We respectfully recommend the ALRC consider this recommendation. We also encourage the ALRC to consult with First Nations communities and specialist Aboriginal Community Controlled Organisations with expertise in family violence and violence against women about the merits of considering an adapted Justice Navigator role or alternative localised, community-led model to ensure culturally safe and trauma-informed support for First Nations victim-survivors of sexual violence.

In April 2023, Respect Victoria published two pieces of research into First Nations-led prevention. This research comprised an Aboriginal Family Violence Prevention Evidence Review (75) and an Aboriginal-led Prevention Mapping Project (76), both of which were undertaken by Urbis Consulting in partnership with Karen Milward, and commissioned by Respect Victoria and Family Safety Victoria for the Dhelk Dja Partnership Forum. The purpose of the Evidence Review was to document available evidence on effective Fist Nations-led prevention. It looked at what works best, and where there are gaps in our knowledge. It reviewed evidence across Victoria and Australia, as well as New Zealand, Canada and the United States. It identified certain enablers that support effective First Nations prevention approaches, including long-term funding, strengthening workforce capacity, culturally safe service delivery, and ongoing investment in monitoring and evaluation (75). The Aboriginal-led Prevention Mapping Project identified and mapped the broad range of government-funded prevention initiatives, mostly delivered by Aboriginal Community Controlled Organisations, across a range of settings. The report found that much of this work is being done with limited resourcing and that current funding is not commensurate with the size of the need and the time required to achieve prevention outcomes (76).

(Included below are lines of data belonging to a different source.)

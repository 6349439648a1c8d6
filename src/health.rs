use async_trait::async_trait;
use serde::{Deserialize, Serialize};
use std::collections::HashMap;
use std::sync::Arc;
use std::time::{Duration, Instant};
use tokio::time::timeout;

const CHECK_TIMEOUT: Duration = Duration::from_secs(5);

#[derive(Debug, Serialize, Deserialize)]
pub struct HealthResponse {
    pub status: String,
    pub version: String,
    pub uptime_seconds: u64,
    pub gateway_circuit: String,
    pub dependencies: HashMap<String, DependencyStatus>,
}

impl HealthResponse {
    pub fn is_unhealthy(&self) -> bool {
        self.status == "unhealthy"
    }
}

#[derive(Debug, Clone, PartialEq, Serialize, Deserialize)]
#[serde(untagged)]
pub enum DependencyStatus {
    Healthy { status: String, latency_ms: u64 },
    Unhealthy { status: String, error: String },
}

impl DependencyStatus {
    fn healthy(start: Instant) -> Self {
        DependencyStatus::Healthy {
            status: "healthy".to_string(),
            latency_ms: start.elapsed().as_millis() as u64,
        }
    }

    fn unhealthy(error: impl ToString) -> Self {
        DependencyStatus::Unhealthy {
            status: "unhealthy".to_string(),
            error: error.to_string(),
        }
    }
}

#[async_trait]
pub trait DependencyChecker: Send + Sync {
    async fn check(&self) -> DependencyStatus;
}

pub struct PostgresChecker {
    pool: sqlx::PgPool,
}

impl PostgresChecker {
    pub fn new(pool: sqlx::PgPool) -> Self {
        Self { pool }
    }
}

#[async_trait]
impl DependencyChecker for PostgresChecker {
    async fn check(&self) -> DependencyStatus {
        let start = Instant::now();
        match sqlx::query("SELECT 1").execute(&self.pool).await {
            Ok(_) => DependencyStatus::healthy(start),
            Err(e) => DependencyStatus::unhealthy(e),
        }
    }
}

pub struct RedisChecker {
    url: String,
}

impl RedisChecker {
    pub fn new(url: String) -> Self {
        Self { url }
    }

    async fn ping(&self) -> redis::RedisResult<String> {
        let client = redis::Client::open(self.url.as_str())?;
        let mut conn = client.get_multiplexed_tokio_connection().await?;
        redis::cmd("PING").query_async::<_, String>(&mut conn).await
    }
}

#[async_trait]
impl DependencyChecker for RedisChecker {
    async fn check(&self) -> DependencyStatus {
        let start = Instant::now();
        match self.ping().await {
            Ok(_) => DependencyStatus::healthy(start),
            Err(e) => DependencyStatus::unhealthy(e),
        }
    }
}

struct Dependency {
    name: String,
    critical: bool,
    checker: Arc<dyn DependencyChecker>,
}

/// Aggregates dependency checks. A failing critical dependency makes the
/// service `unhealthy`; any other failure only `degraded`.
#[derive(Clone)]
pub struct HealthService {
    dependencies: Arc<Vec<Dependency>>,
    start_time: Instant,
}

impl HealthService {
    pub fn builder() -> HealthServiceBuilder {
        HealthServiceBuilder::default()
    }

    pub async fn check(&self, gateway_circuit: &str) -> HealthResponse {
        let checks = self.dependencies.iter().map(|dep| async move {
            let status = timeout(CHECK_TIMEOUT, dep.checker.check())
                .await
                .unwrap_or_else(|_| DependencyStatus::unhealthy("timeout"));
            (dep, status)
        });
        let results = futures::future::join_all(checks).await;

        let mut has_critical_failure = false;
        let mut has_non_critical_failure = false;
        let mut dependencies = HashMap::new();

        for (dep, status) in results {
            if matches!(status, DependencyStatus::Unhealthy { .. }) {
                if dep.critical {
                    has_critical_failure = true;
                } else {
                    has_non_critical_failure = true;
                }
            }
            dependencies.insert(dep.name.clone(), status);
        }

        let status = if has_critical_failure {
            "unhealthy"
        } else if has_non_critical_failure {
            "degraded"
        } else {
            "healthy"
        };

        HealthResponse {
            status: status.to_string(),
            version: env!("CARGO_PKG_VERSION").to_string(),
            uptime_seconds: self.start_time.elapsed().as_secs(),
            gateway_circuit: gateway_circuit.to_string(),
            dependencies,
        }
    }
}

#[derive(Default)]
pub struct HealthServiceBuilder {
    dependencies: Vec<Dependency>,
}

impl HealthServiceBuilder {
    pub fn critical(mut self, name: &str, checker: Arc<dyn DependencyChecker>) -> Self {
        self.dependencies.push(Dependency {
            name: name.to_string(),
            critical: true,
            checker,
        });
        self
    }

    pub fn optional(mut self, name: &str, checker: Arc<dyn DependencyChecker>) -> Self {
        self.dependencies.push(Dependency {
            name: name.to_string(),
            critical: false,
            checker,
        });
        self
    }

    pub fn build(self) -> HealthService {
        HealthService {
            dependencies: Arc::new(self.dependencies),
            start_time: Instant::now(),
        }
    }
}
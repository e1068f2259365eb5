#![doc = include_str!("../README.md")]
#![cfg_attr(not(test), no_std)]

pub mod diagnostics;
pub mod error;
mod node;
pub mod queue;

pub use diagnostics::{Diagnostics, Severity, Silent, Traced};
pub use error::QueueError;
pub use queue::Queue;
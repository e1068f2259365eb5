//! nodes in a [`crate::queue::Queue`], and the arena slots that hold them.

/// a queue node.
pub struct Node<T> {
  /// index of the successor, `None` for the tail.
  pub next: Option<usize>,
  pub data: T,
}

impl<T> Node<T> {
  /// a fresh, unlinked node.
  pub const fn new(data: T) -> Self {
    Self { next: None, data }
  }
}

/// one cell of the node arena.
pub enum Slot<T> {
  Occupied(Node<T>),
  /// a free cell, linked to the next free cell.
  Vacant(Option<usize>),
}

Ensuring the ongoing design and delivery of First Nations-led prevention at scale, along with culturally safe and First Nations-led supports for victim-survivors, are an essential element of improving the operation of the justice system with respect to sexual violence.

Recommendation 9

The ALRC consult with First Nations communities and Aboriginal Community Controlled Organisations with expertise in sexual violence and violence against women to explore opportunities to:  

  1. ensure the availabillity of culturally safe and appropriate, specialist sexual assault services
  2. strengthen Aboriginal-led and evidence-informed, primary prevention initiatives.